WHAT YOU ARE ASKED TO DO
When a line of the records contains "Result", copy it.

(DATASET)

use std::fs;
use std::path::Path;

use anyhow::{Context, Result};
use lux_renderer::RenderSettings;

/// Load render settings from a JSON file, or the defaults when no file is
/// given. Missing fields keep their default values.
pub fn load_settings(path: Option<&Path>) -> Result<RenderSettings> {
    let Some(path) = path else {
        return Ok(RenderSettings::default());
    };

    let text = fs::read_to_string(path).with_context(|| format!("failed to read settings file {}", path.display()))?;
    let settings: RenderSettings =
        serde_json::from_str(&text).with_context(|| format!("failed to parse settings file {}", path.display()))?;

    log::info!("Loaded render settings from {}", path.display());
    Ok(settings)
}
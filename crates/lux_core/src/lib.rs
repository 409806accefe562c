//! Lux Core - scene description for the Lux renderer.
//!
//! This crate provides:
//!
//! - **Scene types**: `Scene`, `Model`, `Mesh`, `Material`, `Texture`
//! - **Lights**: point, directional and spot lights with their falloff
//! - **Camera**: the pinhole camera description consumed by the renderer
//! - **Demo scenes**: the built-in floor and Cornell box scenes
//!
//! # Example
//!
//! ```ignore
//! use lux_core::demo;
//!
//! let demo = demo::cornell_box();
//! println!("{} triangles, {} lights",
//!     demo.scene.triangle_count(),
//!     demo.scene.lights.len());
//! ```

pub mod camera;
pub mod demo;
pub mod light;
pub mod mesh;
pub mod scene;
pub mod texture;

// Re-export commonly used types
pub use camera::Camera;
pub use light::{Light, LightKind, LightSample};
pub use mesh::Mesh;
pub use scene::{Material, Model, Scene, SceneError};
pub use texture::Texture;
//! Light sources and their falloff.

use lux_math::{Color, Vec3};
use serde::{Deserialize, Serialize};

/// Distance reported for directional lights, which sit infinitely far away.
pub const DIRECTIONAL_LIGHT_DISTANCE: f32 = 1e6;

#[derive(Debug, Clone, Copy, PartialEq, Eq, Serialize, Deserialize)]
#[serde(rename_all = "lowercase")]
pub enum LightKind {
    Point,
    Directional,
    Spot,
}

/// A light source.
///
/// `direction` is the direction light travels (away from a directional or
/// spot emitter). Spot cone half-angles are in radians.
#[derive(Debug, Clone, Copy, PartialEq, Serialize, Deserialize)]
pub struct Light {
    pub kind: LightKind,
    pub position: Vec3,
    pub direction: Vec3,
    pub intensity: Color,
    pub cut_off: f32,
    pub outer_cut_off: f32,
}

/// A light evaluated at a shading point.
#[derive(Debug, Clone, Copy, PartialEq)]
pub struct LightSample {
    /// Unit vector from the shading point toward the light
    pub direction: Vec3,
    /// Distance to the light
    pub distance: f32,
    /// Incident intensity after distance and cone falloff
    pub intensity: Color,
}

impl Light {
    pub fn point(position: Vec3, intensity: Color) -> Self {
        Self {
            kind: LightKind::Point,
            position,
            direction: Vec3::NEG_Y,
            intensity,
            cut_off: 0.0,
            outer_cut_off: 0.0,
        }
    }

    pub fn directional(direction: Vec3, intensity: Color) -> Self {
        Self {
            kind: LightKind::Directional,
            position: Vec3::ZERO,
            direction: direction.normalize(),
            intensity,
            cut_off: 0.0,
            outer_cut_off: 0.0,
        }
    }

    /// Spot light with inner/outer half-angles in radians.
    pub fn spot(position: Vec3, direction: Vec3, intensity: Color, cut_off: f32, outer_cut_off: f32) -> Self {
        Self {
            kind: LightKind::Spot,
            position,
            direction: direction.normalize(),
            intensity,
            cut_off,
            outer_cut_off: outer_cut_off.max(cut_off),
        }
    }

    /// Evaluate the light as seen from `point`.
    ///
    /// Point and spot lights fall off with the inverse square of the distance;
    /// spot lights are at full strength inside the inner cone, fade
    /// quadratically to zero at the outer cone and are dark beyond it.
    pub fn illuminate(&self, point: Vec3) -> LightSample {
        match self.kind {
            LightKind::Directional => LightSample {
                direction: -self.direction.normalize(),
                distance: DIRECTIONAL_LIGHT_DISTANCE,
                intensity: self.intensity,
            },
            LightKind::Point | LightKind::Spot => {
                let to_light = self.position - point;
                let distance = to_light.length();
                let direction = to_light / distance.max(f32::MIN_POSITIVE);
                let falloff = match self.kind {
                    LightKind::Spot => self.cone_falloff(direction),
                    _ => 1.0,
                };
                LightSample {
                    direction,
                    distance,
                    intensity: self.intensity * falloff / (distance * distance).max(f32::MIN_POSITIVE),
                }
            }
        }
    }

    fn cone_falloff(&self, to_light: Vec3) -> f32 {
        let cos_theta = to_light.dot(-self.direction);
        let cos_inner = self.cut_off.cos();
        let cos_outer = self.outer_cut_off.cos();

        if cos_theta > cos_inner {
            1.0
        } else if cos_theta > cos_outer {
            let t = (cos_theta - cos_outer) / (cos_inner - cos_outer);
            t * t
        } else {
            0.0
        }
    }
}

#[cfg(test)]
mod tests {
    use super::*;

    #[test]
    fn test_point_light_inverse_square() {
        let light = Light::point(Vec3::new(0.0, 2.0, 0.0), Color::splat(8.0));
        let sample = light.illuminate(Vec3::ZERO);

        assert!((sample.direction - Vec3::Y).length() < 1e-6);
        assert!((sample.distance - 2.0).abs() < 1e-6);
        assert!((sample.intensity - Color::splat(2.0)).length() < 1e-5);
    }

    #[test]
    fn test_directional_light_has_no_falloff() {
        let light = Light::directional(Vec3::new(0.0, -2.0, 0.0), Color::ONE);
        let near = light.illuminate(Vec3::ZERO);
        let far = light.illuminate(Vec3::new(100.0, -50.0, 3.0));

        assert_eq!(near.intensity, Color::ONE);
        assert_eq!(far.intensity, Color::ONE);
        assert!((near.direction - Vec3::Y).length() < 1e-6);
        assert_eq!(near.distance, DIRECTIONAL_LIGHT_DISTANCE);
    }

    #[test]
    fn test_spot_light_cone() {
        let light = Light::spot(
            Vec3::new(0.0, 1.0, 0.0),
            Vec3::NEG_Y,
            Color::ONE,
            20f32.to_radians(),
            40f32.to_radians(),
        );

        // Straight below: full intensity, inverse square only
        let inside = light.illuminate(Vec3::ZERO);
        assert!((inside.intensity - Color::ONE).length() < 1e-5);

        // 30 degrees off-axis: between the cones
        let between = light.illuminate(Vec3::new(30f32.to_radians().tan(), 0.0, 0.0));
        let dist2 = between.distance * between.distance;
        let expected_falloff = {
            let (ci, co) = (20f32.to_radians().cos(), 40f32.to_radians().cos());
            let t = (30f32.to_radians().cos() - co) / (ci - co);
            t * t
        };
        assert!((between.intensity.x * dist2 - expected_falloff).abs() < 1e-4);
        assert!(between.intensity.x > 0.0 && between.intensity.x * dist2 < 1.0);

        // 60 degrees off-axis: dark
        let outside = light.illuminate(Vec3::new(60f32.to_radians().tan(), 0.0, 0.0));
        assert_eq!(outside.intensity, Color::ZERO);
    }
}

(End DATASET)

RESPONSE TO THE EXERCISE
use anyhow::{Context, Result};
pub fn load_settings(path: Option<&Path>) -> Result<RenderSettings> {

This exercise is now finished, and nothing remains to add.